» WORK ITEM
Since each line must match the original, copy out the records with no differences at all.

═══ DATA ═══

//! Work the engine asks the host to perform.

use crate::media::MediaSource;
use crate::subscription::{Subscription, SubscriptionKind};

/// Host-side effect emitted by the engine, executed in emission order.
#[derive(Debug, Clone, PartialEq)]
pub enum HostEffect {
    /// Register a listener, timer or preload.
    Subscribe(Subscription),
    /// Deregister whatever is held for this kind.
    Unsubscribe(SubscriptionKind),
    /// Schedule one `AnimationFrame` at the host's refresh cadence.
    RequestAnimationFrame,
    /// Drop a scheduled `AnimationFrame`, if any.
    CancelAnimationFrame,
    /// Assign `source` to the visible element and reload it.
    SwapVisibleSource {
        /// New source.
        source: MediaSource,
    },
    /// Write volume and mute flag to the visible element.
    ApplyVolume {
        /// Volume in [0, 1].
        volume: f64,
        /// Mute flag.
        muted: bool,
    },
    /// Request playback of the visible element.
    Play,
}
//! Read-only accessors for PageEngine state.

use super::snapshot::PlayerVisibility;
use super::PageEngine;
use crate::media::{MediaSource, PlaybackState};
use crate::options::Options;
use crate::subscription::Subscriptions;
use crate::viewport::ViewportClass;

impl PageEngine {
    /// Options the session was built with.
    #[must_use]
    pub fn options(&self) -> &Options {
        &self.options
    }

    /// Whether the overlay has been dismissed.
    #[must_use]
    pub fn is_entered(&self) -> bool {
        self.entered
    }

    /// Whether teardown has run.
    #[must_use]
    pub fn is_torn_down(&self) -> bool {
        self.torn_down
    }

    /// Current view counter value.
    #[must_use]
    pub fn view_count(&self) -> u32 {
        self.counter.value()
    }

    /// Whether the counter is still consuming animation frames.
    #[must_use]
    pub fn is_counting(&self) -> bool {
        self.counter.is_running()
    }

    /// Revealed bio prefix.
    #[must_use]
    pub fn bio(&self) -> &str {
        self.typewriter.revealed()
    }

    /// Whether the whole bio is shown.
    #[must_use]
    pub fn is_bio_complete(&self) -> bool {
        self.typewriter.is_complete()
    }

    /// Current viewport class.
    #[must_use]
    pub fn viewport(&self) -> ViewportClass {
        self.viewport.current()
    }

    /// Player audio and display state.
    #[must_use]
    pub fn playback(&self) -> PlaybackState {
        self.player.state()
    }

    /// Whether any preload has completed.
    #[must_use]
    pub fn is_preload_ready(&self) -> bool {
        self.preloader.is_ready()
    }

    /// Source assigned to the visible element.
    #[must_use]
    pub fn visible_source(&self) -> Option<&MediaSource> {
        self.player.source()
    }

    /// Host registrations currently held.
    #[must_use]
    pub fn subscriptions(&self) -> &Subscriptions {
        &self.subscriptions
    }

    /// Presentation of the background player: absent until a preload
    /// completes, hidden until entry.
    #[must_use]
    pub fn player_visibility(&self) -> PlayerVisibility {
        if !self.preloader.is_ready() {
            PlayerVisibility::Unmounted
        } else if self.entered {
            PlayerVisibility::Visible
        } else {
            PlayerVisibility::Hidden
        }
    }
}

═══

» SOLUTION FOR THIS TASK
//! Work the engine asks the host to perform.

use crate::media::MediaSource;
use crate::subscription::{Subscription, SubscriptionKind};

/// Host-side effect emitted by the engine, executed in emission order.
#[derive(Debug, Clone, PartialEq)]
pub enum HostEffect {
    /// Register a listener, timer or preload.
    Subscribe(Subscription),
    /// Deregister whatever is held for this kind.
    Unsubscribe(SubscriptionKind),
    /// Schedule one `AnimationFrame` at the host's refresh cadence.
    RequestAnimationFrame,
    /// Drop a scheduled `AnimationFrame`, if any.
    CancelAnimationFrame,
    /// Assign `source` to the visible element and reload it.
    SwapVisibleSource {
        /// New source.
        source: MediaSource,
    },
    /// Write volume and mute flag to the visible element.
    ApplyVolume {
        /// Volume in [0, 1].
        volume: f64,
        /// Mute flag.
        muted: bool,
    },
    /// Request playback of the visible element.
    Play,
}
//! Read-only accessors for PageEngine state.

use super::snapshot::PlayerVisibility;
use super::PageEngine;
use crate::media::{MediaSource, PlaybackState};
use crate::options::Options;
use crate::subscription::Subscriptions;
use crate::viewport::ViewportClass;

impl PageEngine {
    /// Options the session was built with.
    #[must_use]
    pub fn options(&self) -> &Options {
        &self.options
    }

    /// Whether the overlay has been dismissed.
    #[must_use]
    pub fn is_entered(&self) -> bool {
        self.entered
    }

    /// Whether teardown has run.
    #[must_use]
    pub fn is_torn_down(&self) -> bool {
        self.torn_down
    }

    /// Current view counter value.
    #[must_use]
    pub fn view_count(&self) -> u32 {
        self.counter.value()
    }

    /// Whether the counter is still consuming animation frames.
    #[must_use]
    pub fn is_counting(&self) -> bool {
        self.counter.is_running()
    }

    /// Revealed bio prefix.
    #[must_use]
    pub fn bio(&self) -> &str {
        self.typewriter.revealed()
    }

    /// Whether the whole bio is shown.
    #[must_use]
    pub fn is_bio_complete(&self) -> bool {
        self.typewriter.is_complete()
    }

    /// Current viewport class.
    #[must_use]
    pub fn viewport(&self) -> ViewportClass {
        self.viewport.current()
    }

    /// Player audio and display state.
    #[must_use]
    pub fn playback(&self) -> PlaybackState {
        self.player.state()
    }

    /// Whether any preload has completed.
    #[must_use]
    pub fn is_preload_ready(&self) -> bool {
        self.preloader.is_ready()
    }

    /// Source assigned to the visible element.
    #[must_use]
    pub fn visible_source(&self) -> Option<&MediaSource> {
        self.player.source()
    }

    /// Host registrations currently held.
    #[must_use]
    pub fn subscriptions(&self) -> &Subscriptions {
        &self.subscriptions
    }

    /// Presentation of the background player: absent until a preload
    /// completes, hidden until entry.
    #[must_use]
    pub fn player_visibility(&self) -> PlayerVisibility {
        if !self.preloader.is_ready() {
            PlayerVisibility::Unmounted
        } else if self.entered {
            PlayerVisibility::Visible
        } else {
            PlayerVisibility::Hidden
        }
    }
}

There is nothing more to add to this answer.